Steven G. Johnson’s keynote address. It’s longer format but really
interesting, informative, entertaining and well delivered. The main topic is
metaprogramming. [https://youtu.be/mSgXWpvQEHE](https://youtu.be/mSgXWpvQEHE)

Stefan Karpinski’s talk on the unreasonable effectiveness of multiple
dispatch. He discusses the fact that Julia has such dramatic code re-use and
sharing between libraries and he discusses some reasons why he thinks multiple
dispatch is uniquely able to offer this.
[https://youtu.be/kc9HwsxE1OY](https://youtu.be/kc9HwsxE1OY)

------
ThenAsNow
It would be great if Julia were to take a page from the Rust playbook and have
some focused initiatives around making the language more accessible to its
potential audience. I've been impressed with how introspective and
constructively self-critical the Rust stewardship has been. I don't get the
same sense from Julia, but maybe I'm missing things.
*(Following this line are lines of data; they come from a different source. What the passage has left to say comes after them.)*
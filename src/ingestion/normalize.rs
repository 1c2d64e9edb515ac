//! Shared header handling for the format adapters.
//!
//! Every adapter ends in [`finish`], so header uniqueness and the `raw_data` alignment are
//! established in one place no matter how the format defines a row.

use std::collections::HashSet;

use tracing::debug;

use crate::types::{FileType, ParsedData, Record};

/// Name given to header cells that are blank.
pub const EMPTY_HEADER: &str = "__EMPTY";

/// Union of record keys in first-appearance order.
///
/// Used by formats whose records may have different shapes (JSON, XML).
pub fn union_headers<'a>(rows: impl IntoIterator<Item = &'a Record>) -> Vec<String> {
    let mut seen: HashSet<&str> = HashSet::new();
    let mut headers = Vec::new();
    for row in rows {
        for key in row.keys() {
            if seen.insert(key.as_str()) {
                headers.push(key.clone());
            }
        }
    }
    headers
}

/// Make a header row unique.
///
/// Blank names become [`EMPTY_HEADER`]; a repeated name gets the first free `_1`, `_2`, ...
/// suffix (`id, id, id` becomes `id, id_1, id_2`).
pub fn unique_headers(raw: impl IntoIterator<Item = String>) -> Vec<String> {
    let mut seen: HashSet<String> = HashSet::new();
    let mut headers = Vec::new();
    for name in raw {
        let base = if name.trim().is_empty() {
            EMPTY_HEADER.to_owned()
        } else {
            name
        };
        let mut candidate = base.clone();
        let mut n = 1;
        while seen.contains(&candidate) {
            candidate = format!("{base}_{n}");
            n += 1;
        }
        seen.insert(candidate.clone());
        headers.push(candidate);
    }
    headers
}

/// Positional header names (`"0"`, `"1"`, ...) for inputs read without a header row.
pub fn positional_headers(width: usize) -> Vec<String> {
    (0..width).map(|i| i.to_string()).collect()
}

/// Package adapter output into a [`ParsedData`].
pub(crate) fn finish(
    file_name: &str,
    file_type: FileType,
    headers: Vec<String>,
    rows: Vec<Record>,
) -> ParsedData {
    let data = ParsedData::new(file_name, file_type, headers, rows);
    debug!(
        file = file_name,
        %file_type,
        rows = data.row_count,
        columns = data.column_count,
        "normalized dataset"
    );
    data
}
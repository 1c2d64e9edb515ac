//! XML ingestion.
//!
//! Rows are either every element named [`XmlOptions::row_tag`], or the most repeated child tag
//! under the document root (descending through single-child wrappers such as
//! `<export><records><record/>...</records></export>`).

use indexmap::IndexMap;
use roxmltree::{Document, Node, ParsingOptions};

use crate::error::{IngestionError, IngestionResult};
use crate::types::{FileType, ParsedData, Record, Value};

use super::normalize::{finish, union_headers};

/// Deepest element nesting accepted. roxmltree and the record builder recurse once per level.
pub const MAX_XML_DEPTH: usize = 256;

/// Options for XML documents.
#[derive(Debug, Clone, PartialEq, Eq)]
pub struct XmlOptions {
    /// Local tag name of the row elements, matched anywhere in the document.
    pub row_tag: Option<String>,
    /// Prefix prepended to attribute names to form field names.
    pub attribute_prefix: String,
}

impl Default for XmlOptions {
    fn default() -> Self {
        Self {
            row_tag: None,
            attribute_prefix: "@".to_string(),
        }
    }
}

/// Parse XML bytes (UTF-8).
pub fn parse_xml(bytes: &[u8], file_name: &str, options: &XmlOptions) -> IngestionResult<ParsedData> {
    let text = std::str::from_utf8(bytes)
        .map_err(|e| IngestionError::parse(FileType::Xml, format!("Invalid XML format: {e}")))?;
    parse_xml_str(text, file_name, options)
}

/// Parse XML from an in-memory string.
pub fn parse_xml_str(input: &str, file_name: &str, options: &XmlOptions) -> IngestionResult<ParsedData> {
    if exceeds_depth(input, MAX_XML_DEPTH) {
        return Err(IngestionError::parse(FileType::Xml, "Invalid XML format: nesting too deep"));
    }

    let mut parsing = ParsingOptions::default();
    parsing.allow_dtd = true;

    let doc = Document::parse_with_options(input, parsing)
        .map_err(|e| IngestionError::parse(FileType::Xml, format!("Invalid XML format: {e}")))?;

    let row_elements: Vec<Node> = match options.row_tag.as_deref() {
        Some(tag) => doc
            .descendants()
            .filter(|n| n.is_element() && n.tag_name().name() == tag)
            .collect(),
        None => find_repeated(doc.root_element()),
    };

    if row_elements.is_empty() {
        return Err(IngestionError::parse(FileType::Xml, "No data rows found in XML"));
    }

    let rows: Vec<Record> = row_elements
        .iter()
        .map(|el| element_to_record(*el, &options.attribute_prefix))
        .collect();
    let headers = union_headers(&rows);

    Ok(finish(file_name, FileType::Xml, headers, rows))
}

/// Scan markup without building a tree and report whether element nesting goes past `limit`.
///
/// Comments, CDATA, processing instructions and declarations are skipped. Malformed markup is
/// left for the real parser to reject.
fn exceeds_depth(input: &str, limit: usize) -> bool {
    let bytes = input.as_bytes();
    let mut depth = 0usize;
    let mut i = 0;

    while let Some(start) = find(bytes, i, b"<") {
        let rest = &bytes[start..];
        i = if rest.starts_with(b"<!--") {
            skip_past(bytes, start + 4, b"-->")
        } else if rest.starts_with(b"<![CDATA[") {
            skip_past(bytes, start + 9, b"]]>")
        } else if rest.starts_with(b"<?") {
            skip_past(bytes, start + 2, b"?>")
        } else if rest.starts_with(b"<!") {
            declaration_end(bytes, start + 2)
        } else if rest.starts_with(b"</") {
            depth = depth.saturating_sub(1);
            skip_past(bytes, start + 2, b">")
        } else {
            let end = tag_end(bytes, start + 1);
            if bytes.get(end - 1) != Some(&b'/') {
                depth += 1;
                if depth > limit {
                    return true;
                }
            }
            end + 1
        };
    }
    false
}

fn find(bytes: &[u8], from: usize, needle: &[u8]) -> Option<usize> {
    bytes
        .get(from..)?
        .windows(needle.len())
        .position(|w| w == needle)
        .map(|p| from + p)
}

fn skip_past(bytes: &[u8], from: usize, needle: &[u8]) -> usize {
    find(bytes, from, needle).map_or(bytes.len(), |p| p + needle.len())
}

/// Index of the `>` closing a start tag, ignoring any inside quoted attribute values.
fn tag_end(bytes: &[u8], from: usize) -> usize {
    let mut quote = None;
    for (i, &b) in bytes.iter().enumerate().skip(from) {
        match (quote, b) {
            (Some(q), _) if b == q => quote = None,
            (Some(_), _) => {}
            (None, b'"' | b'\'') => quote = Some(b),
            (None, b'>') => return i,
            _ => {}
        }
    }
    bytes.len()
}

/// Position just past a `<!DOCTYPE ...>` style declaration, including an internal subset.
fn declaration_end(bytes: &[u8], from: usize) -> usize {
    let mut brackets = 0usize;
    let mut quote = None;
    for (i, &b) in bytes.iter().enumerate().skip(from) {
        match (quote, b) {
            (Some(q), _) if b == q => quote = None,
            (Some(_), _) => {}
            (None, b'"' | b'\'') => quote = Some(b),
            (None, b'[') => brackets += 1,
            (None, b']') => brackets = brackets.saturating_sub(1),
            (None, b'>') if brackets == 0 => return i + 1,
            _ => {}
        }
    }
    bytes.len()
}

fn child_elements<'a, 'input>(node: Node<'a, 'input>) -> impl Iterator<Item = Node<'a, 'input>> {
    node.children().filter(Node::is_element)
}

/// The most frequent child tag under `root`; ties go to the tag seen first.
fn find_repeated<'a, 'input>(root: Node<'a, 'input>) -> Vec<Node<'a, 'input>> {
    let mut by_tag: IndexMap<&str, Vec<Node>> = IndexMap::new();
    for child in child_elements(root) {
        by_tag.entry(child.tag_name().name()).or_default().push(child);
    }

    let mut best: Vec<Node> = Vec::new();
    for (_, nodes) in by_tag {
        if nodes.len() > best.len() {
            best = nodes;
        }
    }

    if best.len() == 1 && child_elements(root).count() == 1 {
        return find_repeated(best[0]);
    }
    best
}

fn element_to_record(element: Node, prefix: &str) -> Record {
    let mut record = Record::new();

    for attr in element.attributes() {
        record.insert(format!("{prefix}{}", attr.name()), Value::Text(attr.value().to_string()));
    }

    for child in child_elements(element) {
        let key = child.tag_name().name().to_string();
        let grandchildren: Vec<Node> = child_elements(child).collect();

        let value = if grandchildren.is_empty() {
            Value::Text(text_content(child).trim().to_string())
        } else {
            let first_tag = grandchildren[0].tag_name().name();
            let uniform = grandchildren.iter().all(|g| g.tag_name().name() == first_tag);
            if uniform && grandchildren.len() > 1 {
                Value::List(
                    grandchildren
                        .iter()
                        .map(|g| {
                            if child_elements(*g).next().is_some() {
                                Value::Object(element_to_record(*g, prefix))
                            } else {
                                Value::Text(text_content(*g).trim().to_string())
                            }
                        })
                        .collect(),
                )
            } else {
                Value::Object(element_to_record(child, prefix))
            }
        };
        record.insert(key, value);
    }

    if record.is_empty() {
        let text = text_content(element);
        if !text.is_empty() {
            record.insert("value".to_string(), Value::Text(text.trim().to_string()));
        }
    }
    record
}

/// Concatenated text of every descendant text node.
fn text_content(node: Node) -> String {
    node.descendants()
        .filter(Node::is_text)
        .filter_map(|n| n.text())
        .collect()
}

#[cfg(test)]
mod tests {
    use super::*;

    #[test]
    fn attributes_use_prefix() {
        let xml = r#"<items><item id="1"><n>a</n></item><item id="2"><n>b</n></item></items>"#;
        let opts = XmlOptions {
            attribute_prefix: "_".to_string(),
            ..Default::default()
        };
        let data = parse_xml_str(xml, "x.xml", &opts).unwrap();
        assert_eq!(data.headers, vec!["_id", "n"]);
        assert_eq!(data.rows[1]["_id"], Value::from("2"));
    }

    #[test]
    fn uniform_children_become_lists_and_mixed_become_objects() {
        let xml = r#"<r>
            <row><tags><t>x</t><t>y</t></tags><addr><city>Oslo</city><zip>1</zip></addr></row>
            <row><tags><t>z</t></tags></row>
        </r>"#;
        let data = parse_xml_str(xml, "x.xml", &XmlOptions::default()).unwrap();

        assert_eq!(data.rows[0]["tags"], Value::List(vec!["x".into(), "y".into()]));
        let Value::Object(addr) = &data.rows[0]["addr"] else {
            panic!("addr should be an object");
        };
        assert_eq!(addr["city"], Value::from("Oslo"));
        // A single child is a nested object, not a one-element list.
        let Value::Object(tags) = &data.rows[1]["tags"] else {
            panic!("tags should be an object");
        };
        assert_eq!(tags["t"], Value::from("z"));
    }

    #[test]
    fn single_child_wrappers_are_descended() {
        let xml = "<export><records><rec>1</rec><rec>2</rec><meta>m</meta></records></export>";
        let data = parse_xml_str(xml, "x.xml", &XmlOptions::default()).unwrap();
        assert_eq!(data.headers, vec!["value"]);
        assert_eq!(data.row_count, 2);
    }

    #[test]
    fn row_tag_matches_descendants() {
        let xml = "<a><b><row><v>1</v></row></b><row><v>2</v></row></a>";
        let opts = XmlOptions {
            row_tag: Some("row".to_string()),
            ..Default::default()
        };
        let data = parse_xml_str(xml, "x.xml", &opts).unwrap();
        assert_eq!(data.row_count, 2);
    }

    #[test]
    fn malformed_and_empty_documents_fail() {
        let err = parse_xml_str("<a><b></a>", "x.xml", &XmlOptions::default()).unwrap_err();
        assert!(err.to_string().contains("Invalid XML format"));

        let err = parse_xml_str("<a/>", "x.xml", &XmlOptions::default()).unwrap_err();
        assert_eq!(err.to_string(), "No data rows found in XML");
    }

    fn deeply_nested(levels: usize) -> String {
        format!(
            "<r><row>{}x{}</row><row><a>1</a></row></r>",
            "<n>".repeat(levels),
            "</n>".repeat(levels)
        )
    }

    #[test]
    fn deep_nesting_is_rejected_before_parsing() {
        let xml = deeply_nested(5000);

        let err = parse_xml_str(&xml, "deep.xml", &XmlOptions::default()).unwrap_err();
        assert_eq!(err.to_string(), "Invalid XML format: nesting too deep");

        let opts = XmlOptions {
            row_tag: Some("a".to_string()),
            ..Default::default()
        };
        let err = parse_xml(xml.as_bytes(), "deep.xml", &opts).unwrap_err();
        assert_eq!(err.to_string(), "Invalid XML format: nesting too deep");
    }

    #[test]
    fn nesting_up_to_the_limit_parses() {
        // `r` and `row` add two levels on top of the `n` chain.
        let opts = XmlOptions::default();
        let data = parse_xml_str(&deeply_nested(MAX_XML_DEPTH - 2), "deep.xml", &opts).unwrap();
        assert_eq!(data.row_count, 2);

        let err = parse_xml_str(&deeply_nested(MAX_XML_DEPTH - 1), "deep.xml", &opts).unwrap_err();
        assert_eq!(err.to_string(), "Invalid XML format: nesting too deep");
    }

    #[test]
    fn depth_scan_ignores_non_element_markup() {
        let xml = r#"<?xml version="1.0"?><!DOCTYPE r [<!ENTITY e "<x>">]><a><!-- <b><c> --><d/><![CDATA[<e><f>]]><g k="1>2"></g><h /></a>"#;
        assert!(!exceeds_depth(xml, 2));
        assert!(exceeds_depth(xml, 1));
        assert!(!exceeds_depth("<a><b></b><c></c></a>", 2));
        assert!(exceeds_depth("<a><b><c/></b></a>", 1));
    }
}
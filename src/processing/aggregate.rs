//! Group-by aggregation used to shape rows for charting.

use indexmap::IndexMap;
use serde::{Deserialize, Serialize};

use crate::types::{Record, Value};

use super::coerce::to_number;

/// Group key used for rows whose group column is missing or null.
pub const UNKNOWN_GROUP: &str = "Unknown";

/// How the value column is reduced within each group.
#[derive(Debug, Clone, Copy, Default, PartialEq, Eq, Hash, Serialize, Deserialize)]
#[serde(rename_all = "lowercase")]
pub enum AggregationType {
    /// No grouping; [`aggregate`] returns the rows unchanged.
    #[default]
    None,
    Sum,
    Average,
    /// Number of values that coerced to a number (not the raw row count).
    Count,
    Min,
    Max,
    /// Middle value; the mean of the two central values for even-sized groups.
    Median,
    /// First numeric value in row order.
    First,
    /// Last numeric value in row order.
    Last,
}

/// One reduced group.
#[derive(Debug, Clone, PartialEq, Serialize, Deserialize)]
pub struct AggregatedRow {
    /// Display string of the group column value.
    pub key: String,
    /// Reduced value (0 for groups without any numeric value).
    pub value: f64,
}

impl AggregatedRow {
    /// Convert into a two-field record `{ group_column: key, value_column: value }`.
    ///
    /// Grouping a column by itself stores the value under `"{value_column}_value"` so the key
    /// survives.
    pub fn into_record(self, group_column: &str, value_column: &str) -> Record {
        let value_key = if group_column == value_column {
            format!("{value_column}_value")
        } else {
            value_column.to_owned()
        };
        let mut record = Record::with_capacity(2);
        record.insert(group_column.to_owned(), Value::Text(self.key));
        record.insert(value_key, Value::Number(self.value));
        record
    }
}

/// Group `rows` by `group_column` and reduce `value_column` in each group.
///
/// - [`AggregationType::None`] returns a copy of `rows`.
/// - Otherwise one record per distinct group key is returned, in first-appearance order, shaped
///   as `{ group_column: key, value_column: reduced }`.
///
/// Never fails: values that are not numeric are skipped and an empty group reduces to `0`.
///
/// ```rust
/// use tabular_ingest::processing::{aggregate, AggregationType};
/// use tabular_ingest::types::{Record, Value};
///
/// let rows: Vec<Record> = [("A", 10.0), ("B", 20.0), ("A", 5.0)]
///     .into_iter()
///     .map(|(name, score)| {
///         Record::from([
///             ("name".to_string(), Value::from(name)),
///             ("score".to_string(), Value::Number(score)),
///         ])
///     })
///     .collect();
///
/// let out = aggregate(&rows, "name", "score", AggregationType::Sum);
/// assert_eq!(out.len(), 2);
/// assert_eq!(out[0]["name"], Value::from("A"));
/// assert_eq!(out[0]["score"], Value::Number(15.0));
/// ```
pub fn aggregate(
    rows: &[Record],
    group_column: &str,
    value_column: &str,
    aggregation: AggregationType,
) -> Vec<Record> {
    if aggregation == AggregationType::None {
        return rows.to_vec();
    }

    aggregate_groups(rows, group_column, value_column, aggregation)
        .into_iter()
        .map(|row| row.into_record(group_column, value_column))
        .collect()
}

/// Typed form of [`aggregate`]: one [`AggregatedRow`] per group in first-appearance order.
///
/// Called directly with [`AggregationType::None`], each group reduces to its first value.
pub fn aggregate_groups(
    rows: &[Record],
    group_column: &str,
    value_column: &str,
    aggregation: AggregationType,
) -> Vec<AggregatedRow> {
    let mut groups: IndexMap<String, Vec<f64>> = IndexMap::new();

    for row in rows {
        let key = match row.get(group_column) {
            None | Some(Value::Null) => UNKNOWN_GROUP.to_owned(),
            Some(v) => v.to_string(),
        };
        let values = groups.entry(key).or_default();
        if let Some(n) = row.get(value_column).and_then(to_number) {
            values.push(n);
        }
    }

    groups
        .into_iter()
        .map(|(key, values)| AggregatedRow {
            key,
            value: reduce_values(&values, aggregation),
        })
        .collect()
}

/// Reduce one group's numeric values. An empty slice reduces to `0.0` for every operation.
pub fn reduce_values(values: &[f64], aggregation: AggregationType) -> f64 {
    if values.is_empty() {
        return 0.0;
    }

    match aggregation {
        AggregationType::Sum => values.iter().sum(),
        AggregationType::Average => values.iter().sum::<f64>() / values.len() as f64,
        AggregationType::Count => values.len() as f64,
        AggregationType::Min => values.iter().copied().fold(f64::INFINITY, f64::min),
        AggregationType::Max => values.iter().copied().fold(f64::NEG_INFINITY, f64::max),
        AggregationType::Median => {
            let mut sorted = values.to_vec();
            sorted.sort_by(f64::total_cmp);
            let mid = sorted.len() / 2;
            if sorted.len() % 2 == 0 {
                (sorted[mid - 1] + sorted[mid]) / 2.0
            } else {
                sorted[mid]
            }
        }
        AggregationType::None | AggregationType::First => values[0],
        AggregationType::Last => values[values.len() - 1],
    }
}

#[cfg(test)]
mod tests {
    use super::*;

    fn row(group: Value, value: Value) -> Record {
        Record::from([("g".to_string(), group), ("v".to_string(), value)])
    }

    fn sample_rows() -> Vec<Record> {
        vec![
            row("b".into(), Value::Number(4.0)),
            row("a".into(), "$1,000".into()),
            row("b".into(), "n/a".into()),
            row("b".into(), Value::Number(1.0)),
            row("a".into(), Value::Number(3.0)),
            row("b".into(), Value::Number(7.0)),
        ]
    }

    fn reduce(op: AggregationType) -> Vec<(String, f64)> {
        aggregate_groups(&sample_rows(), "g", "v", op)
            .into_iter()
            .map(|r| (r.key, r.value))
            .collect()
    }

    #[test]
    fn grouping_a_column_by_itself_keeps_both_fields() {
        let rows: Vec<Record> = [10.0, 10.0, 20.0]
            .into_iter()
            .map(|n| Record::from([("score".to_string(), Value::Number(n))]))
            .collect();

        let out = aggregate(&rows, "score", "score", AggregationType::Count);
        assert_eq!(out.len(), 2);
        assert_eq!(out[0].len(), 2);
        assert_eq!(out[0]["score"], Value::from("10"));
        assert_eq!(out[0]["score_value"], Value::Number(2.0));
        assert_eq!(out[1]["score"], Value::from("20"));
        assert_eq!(out[1]["score_value"], Value::Number(1.0));
    }

    #[test]
    fn groups_keep_first_appearance_order() {
        let keys: Vec<String> = reduce(AggregationType::Sum).into_iter().map(|(k, _)| k).collect();
        assert_eq!(keys, vec!["b", "a"]);
    }

    fn g(key: &str, value: f64) -> (String, f64) {
        (key.to_string(), value)
    }

    #[test]
    fn every_reduction() {
        assert_eq!(reduce(AggregationType::Sum), vec![g("b", 12.0), g("a", 1003.0)]);
        assert_eq!(reduce(AggregationType::Average), vec![g("b", 4.0), g("a", 501.5)]);
        assert_eq!(reduce(AggregationType::Count), vec![g("b", 3.0), g("a", 2.0)]);
        assert_eq!(reduce(AggregationType::Min), vec![g("b", 1.0), g("a", 3.0)]);
        assert_eq!(reduce(AggregationType::Max), vec![g("b", 7.0), g("a", 1000.0)]);
        assert_eq!(reduce(AggregationType::Median), vec![g("b", 4.0), g("a", 501.5)]);
        assert_eq!(reduce(AggregationType::First), vec![g("b", 4.0), g("a", 1000.0)]);
        assert_eq!(reduce(AggregationType::Last), vec![g("b", 7.0), g("a", 3.0)]);
    }

    #[test]
    fn median_of_even_group_averages_middle_pair() {
        assert_eq!(reduce_values(&[9.0, 1.0, 3.0, 5.0], AggregationType::Median), 4.0);
        assert_eq!(reduce_values(&[2.0], AggregationType::Median), 2.0);
    }

    #[test]
    fn non_numeric_group_reduces_to_zero_but_is_kept() {
        let rows = vec![row("x".into(), "abc".into()), row("y".into(), Value::Number(2.0))];
        for op in [
            AggregationType::Sum,
            AggregationType::Count,
            AggregationType::Min,
            AggregationType::Max,
            AggregationType::Median,
            AggregationType::Average,
        ] {
            let out = aggregate_groups(&rows, "g", "v", op);
            assert_eq!(out[0], AggregatedRow { key: "x".into(), value: 0.0 });
        }
    }

    #[test]
    fn missing_group_values_fall_back_to_unknown() {
        let mut no_group = Record::new();
        no_group.insert("v".into(), Value::Number(1.0));
        let rows = vec![row(Value::Null, Value::Number(2.0)), no_group];

        let out = aggregate_groups(&rows, "g", "v", AggregationType::Sum);
        assert_eq!(out, vec![AggregatedRow { key: UNKNOWN_GROUP.into(), value: 3.0 }]);
    }

    #[test]
    fn numeric_group_keys_use_display_strings() {
        let rows = vec![row(Value::Number(2024.0), Value::Number(1.0))];
        let out = aggregate(&rows, "g", "v", AggregationType::Count);
        assert_eq!(out[0]["g"], Value::from("2024"));
        assert_eq!(out[0]["v"], Value::Number(1.0));
    }

    #[test]
    fn none_passes_rows_through() {
        let rows = sample_rows();
        assert_eq!(aggregate(&rows, "g", "v", AggregationType::None), rows);
    }
}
The "time to first plot" issue bothers me far less than the weak documentation
and low-friendliness error messages. I'm not sure where this documentation
style comes from that the official Julia docs use, where the left side of the
page is permanently taken up with a low information density TOC and the
detailed discussion in any real content section is either terse or somewhat
superficial, but that imbalance is very frustrating. Try for example to find
where in the Multi-Dimensional Array section the eachrow() iterator is
introduced. There doesn't seem to be an attempt to develop something
equivalent to the Klabnik & Nichols Rust book.

There are some awesome packages in the Julia ecosystem, but the "slap
something onto GitHub in one night" style of documentation definitely hurts.

Making error messages more approachable will also help driving toward Julia as
the technical computing lingua franca for engineering students.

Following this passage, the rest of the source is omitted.